Now here’s the problem: The plot now decides to go out for lunch, check in a little later, make a pit stop, do some shopping, come back to check on us, go out for Chinese, wander back in… Here’s as near as I can tell: The murders are being committed, not by Hellinger as Melissa fears, but by her boyfriend Roger, who’s high up in a religious group that Melissa’s also a part of. (This whole religion thing really doesn’t go anywhere.) At one point we get to see him rape, mutilate and kill Melissa’s roommate. Very distasteful; first he wraps her head in a flourbag and beats her bloody, then cuts out her tongue, then rapes her with his knife. Sick bastard, indeed.

We finally get the exposition on Hellinger himself (which was also on the video cover, but it’s nice to see it on-screen): He had been a priest named Donaldson who had first started his own televangelist church, then gone crazy, obsessed with seeing the glories of heaven while in the flesh. After he died in a mysterious fire, parents used him as a boogeyman figure to get their kids to obey: “Crazy Father Donaldson’ll get you if you don’t eat your peas!” (No clue as to where the “Hellinger” moniker comes from, though. Did he just decide that “Donaldson” doesn’t inspire the right kind of fear? “No one would surrender to the Dread Pirate Wesley…”)

In the end, there’s a revelation that I just didn’t get — something about Hellinger having discovered that there is no Heaven or Hell, merely a Hindu-style cycle of reincarnation. Apparently this is supposed to explain the connection between Hellinger and Melissa, but it escaped me completely. Does that mean that Melissa is in some way Hellinger’s reincarnation, even though he seems to be a pretty active entity in his own right? Then Melissa punches him in the head, reaching in through his face and dragging out his brain. Roll credits.

What impressed me most was the acting. No one was gag-me bad, most were average, and Melissa (played by Shannah Betz) was very good. I suppose I shouldn’t be surprised that a movie made in New York, even a SOV ultra-low budget feature, should have good acting; the Big Apple is practically crawling with theater wanna-be’s who need something to do in the meantime.

OK, some technical aspects: As I said, the video is very clear. I was especially impressed with the night shooting: Most shot-on-video night scenes either show a single light source very clearly, or end up murky. On the other hand, too much of the camera work is static shots, edited in with hand-held stuff. (Halfway through, I started screaming, “Someone give these people a dolly!”)

But whereas the video was crystal clear, the audio was not. The interior scenes mostly sounded fine (except for a couple of scenes in which the soundtrack drowned out the dialog), but the exteriors all feature location sound — apparently supplied by the mike on the front of the camera or some other directional source. As a result, background noises intrude on the dialog, and whenever someone turns away their volume drops dramatically. (I was reminded of that scene from Singin’ in the Rain where they’re trying to set up the mikes for The Duelling Cavalier…)

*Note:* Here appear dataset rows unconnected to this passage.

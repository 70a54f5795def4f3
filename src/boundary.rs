use std::fmt;

/// Non-fatal conditions met while computing a version.
/// The run continues with a fallback; these are reported to the user.
#[derive(Debug, Clone, PartialEq)]
pub enum BoundaryWarning {
    /// A tag input was supplied but is not a plain `X.Y.Z` version
    UnparsableTag {
        input: &'static str,
        tag: String,
        fallback: String,
    },
    /// The upgrade type input is not MAJOR, MINOR or PATCH
    UnknownUpgradeKind { value: String },
    /// The last pre-release tag belongs to another base version
    PreReleaseBaseMismatch { tag: String, base: String },
    /// The tag store could not answer; the candidate is treated as free
    TagLookupFailed { candidate: String, reason: String },
    /// No git repository could be opened for tag lookups
    RepositoryUnavailable { path: String, reason: String },
    /// Fetching tags from the remote failed; local tags are used
    FetchFailed { remote: String, reason: String },
}

impl fmt::Display for BoundaryWarning {
    fn fmt(&self, f: &mut fmt::Formatter<'_>) -> fmt::Result {
        match self {
            BoundaryWarning::UnparsableTag {
                input,
                tag,
                fallback,
            } => write!(
                f,
                "Cannot parse {} '{}' as X.Y.Z, using base version {}",
                input, tag, fallback
            ),
            BoundaryWarning::UnknownUpgradeKind { value } => write!(
                f,
                "Unrecognized upgrade type '{}', using PATCH",
                value
            ),
            BoundaryWarning::PreReleaseBaseMismatch { tag, base } => write!(
                f,
                "Pre-release tag '{}' does not belong to base {}, build numbering restarts at 1",
                tag, base
            ),
            BoundaryWarning::TagLookupFailed { candidate, reason } => write!(
                f,
                "Could not check whether tag '{}' exists ({}), treating it as unused",
                candidate, reason
            ),
            BoundaryWarning::RepositoryUnavailable { path, reason } => write!(
                f,
                "No git repository at '{}' ({}), every candidate tag is treated as unused",
                path, reason
            ),
            BoundaryWarning::FetchFailed { remote, reason } => write!(
                f,
                "Could not fetch tags from remote '{}': {}. Using local tags",
                remote, reason
            ),
        }
    }
}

Anyway. The bottom line is that I’ve seen worse movies done on film; the good camera work and fine acting help to offset the bad sound and unfocused plot. It’s not exactly art, but hey — what is?

(Watch for the Sgt. Kabukiman NYPD poster on a bedroom wall — not surprising, as Lloyd Kaufman, First Citizen of Tromaville, is credited as a co-producer. Also watch for director-producer Max Cherchi as the Mad Cowboy deux ex machina.)